Show deep gratitude to your parents. Tend to them with respect and adore them. On their anniversary of passing away, remember them and pay the tribute of at least a tear. Do it with faith (Shraddha), hence it is called Shraardha (religious ceremonial offering to the dead), note that they are not waiting for them in the other world! This tribute you offer should be in gratitude for the great chance they gave you for this sojourn in this world with all the wonderful opportunities it offers for self-realization. By the same token, parents must feel that they are servants appointed by the Lord to tend the little souls that are born in their households as the gardener tends the trees in the garden of the Master. Give children every opportunity and facility to develop their innate divine talents. Arouse the latent goodness in their tiny hearts through stories of saints and sages. Without fear, make them brave to practice righteousness.

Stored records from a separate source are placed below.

#![doc = include_str!("../README.md")]
#![cfg_attr(not(target_arch = "x86_64"), no_std)]

pub mod error;
mod crc16;
mod internal;
pub mod legacy;
pub mod platform;
mod raw;

pub use crc16::Crc16;
pub use error::Error;
pub use legacy::{Prior, Priors};
pub use platform::NvMem;

extern crate alloc;

use alloc::vec;
use alloc::vec::Vec;
use core::marker::PhantomData;
use zerocopy::{FromBytes, Immutable, IntoBytes};

/// Bound for the stored record: a fixed-size, trivially copyable value type
/// whose byte image is well defined. Blanket-implemented for anything that
/// derives the zerocopy traits.
///
/// The record is persisted as its raw host-endian byte image; the on-media
/// format is not portable across differing-endian devices.
pub trait Record: FromBytes + IntoBytes + Immutable + Copy {}

impl<T: FromBytes + IntoBytes + Immutable + Copy> Record for T {}

/// A snapshot of the derived region geometry and the current commit state,
/// mainly useful for diagnostics and capacity planning.
#[derive(Debug, Clone, PartialEq)]
#[cfg_attr(feature = "defmt", derive(defmt::Format))]
pub struct Statistics {
    /// Bytes per record block (record + sequence + CRC + padding).
    pub block_size: usize,
    /// Bytes per page, the smallest independently erasable unit.
    pub page_size: usize,
    pub blocks_per_page: usize,
    pub pages: usize,
    /// Total blocks, i.e. saves between two erases of the same page.
    pub blocks: usize,
    /// Index of the currently committed block, if any.
    pub active_block: Option<u32>,
    /// Sequence number of the active block (0 when none).
    pub sequence: u16,
}

/// A persistent store for a single record of type `T` in the NVMem region
/// `M`, tagged with the schema version `VERSION`.
///
/// The instance caches the active block image in memory; [`load`] never
/// touches the media. `M` is taken by value, but `&mut` references to an
/// NvMem implementation are themselves NvMem, so the driver can be borrowed
/// for the lifetime of the store.
///
/// With `FAULT_TOLERANT` left at `true`, construction rejects any region
/// too small for two pages, which is what guarantees that the page erase
/// inside [`save`] can never destroy the current record. Opting out admits
/// single-page regions at the cost of a data-loss window during rotation.
///
/// [`load`]: Persist::load
/// [`save`]: Persist::save
pub struct Persist<M: NvMem, T: Record, const VERSION: u8, const FAULT_TOLERANT: bool = true> {
    nvmem: M,
    block: Vec<u8>,
    active_block: Option<u32>,
    sequence: u16,
    _record: PhantomData<T>,
}

impl<M: NvMem, T: Record, const VERSION: u8, const FAULT_TOLERANT: bool>
    Persist<M, T, VERSION, FAULT_TOLERANT>
{
    /// Wrap an already-initialized NVMem region.
    ///
    /// Geometry is derived here from `M`'s constants and the size of `T`;
    /// a region whose granularities do not nest or that cannot hold a
    /// single page is a configuration defect and is rejected up front.
    pub fn new(nvmem: M) -> Result<Self, Error> {
        if M::WRITE_SIZE > M::SIZE || M::ERASE_SIZE > M::SIZE {
            return Err(Error::InvalidGeometry);
        }
        if !M::ERASE_SIZE.is_multiple_of(M::WRITE_SIZE)
            || !M::WRITE_SIZE.is_multiple_of(M::READ_SIZE)
        {
            return Err(Error::InvalidGeometry);
        }
        if Self::NUM_BLOCKS == 0 {
            return Err(Error::InvalidGeometry);
        }
        if FAULT_TOLERANT && Self::NUM_PAGES < 2 {
            return Err(Error::NotFaultTolerant);
        }

        Ok(Self {
            nvmem,
            block: vec![0u8; Self::BLOCK_SIZE],
            active_block: None,
            sequence: 0,
            _record: PhantomData,
        })
    }

    /// Scan the region and recover the most recent committed record.
    ///
    /// Must be called before [`load`](Persist::load) or
    /// [`save`](Persist::save). Finding no valid block is not an error;
    /// the subsequent `load` reports [`Error::NoData`].
    pub fn init(&mut self) -> Result<(), Error> {
        self.reset()
    }

    /// Copy the most recent committed record out of the in-memory cache.
    pub fn load(&self) -> Result<T, Error> {
        match self.active_block {
            None => Err(Error::NoData),
            Some(_) => {
                T::read_from_bytes(&self.block[..Self::DATA_SIZE]).map_err(|_| Error::NoData)
            }
        }
    }

    /// Durably persist `data`.
    ///
    /// Saving a record identical to the active one is a no-op that touches
    /// no media. Otherwise the next writable block is allocated (rotating
    /// to, and erasing, the following page when the region is exhausted)
    /// and the new block is committed in a single write. After a failed
    /// write the region is rescanned so the previous record is active
    /// again before the error is returned.
    pub fn save(&mut self, data: &T) -> Result<(), Error> {
        if self.data_is_same(data) {
            return Ok(());
        }
        self.commit(data)
    }

    /// [`load`](Persist::load), falling back to the chain `P` of prior
    /// record generations when this generation has no data.
    ///
    /// `P` is a nested tuple of [`Prior`] markers, newest first, terminated
    /// by `()`: each prior persister is initialized over the same region
    /// and its record converted stepwise via `Into` up to `T`. A prior
    /// generation's data is left on media untouched; persist it with
    /// [`save`](Persist::save) to migrate.
    pub fn load_legacy<P: Priors<M, T>>(&mut self) -> Result<T, Error> {
        match self.load() {
            Err(Error::NoData) => P::load(&mut self.nvmem),
            result => result,
        }
    }

    pub fn statistics(&self) -> Statistics {
        Statistics {
            block_size: Self::BLOCK_SIZE,
            page_size: Self::PAGE_SIZE,
            blocks_per_page: Self::BLOCKS_PER_PAGE,
            pages: Self::NUM_PAGES,
            blocks: Self::NUM_BLOCKS,
            active_block: self.active_block,
            sequence: self.sequence,
        }
    }
}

Tunjukkanlah rasa terima kasih yang mendalam kepada orang tua-mu. Rawatlah mereka dengan penuh hormat dan sayangilah mereka. Pada peringatan meninggalnya mereka, kenanglah mereka dan bayarlah pengorbanan mereka setidaknya dengan air mata. Lakukanlah dengan keyakinan (Shraddha), maka itu disebut Shraardha (upacara keagamaan untuk orang yang sudah meninggal). Upacara yang engkau persembahkan harus dalam rasa syukur atas kesempatan besar yang telah mereka berikan kepadamu untuk tinggal di dunia ini dengan segala kesempatan yang indah yang nantinya dapat memberikan pembebasan. Dengan cara yang sama, orang tua harus merasa bahwa mereka adalah pelayan yang ditunjuk oleh Tuhan untuk merawat jiwa kecil yang lahir di rumah tangga mereka, dapat diibaratkan seperti tukang kebun yang merawat tanaman di kebun sang Master. Berikan anak-anak setiap kesempatan dan fasilitas untuk mengembangkan talenta mereka. Bangkitkanlah kebaikan dalam hati kecil mereka melalui cerita-cerita dari orang-orang suci dan orang bijak. Tanpa rasa takut, buatlah mereka berani untuk mempraktikkan kebenaran.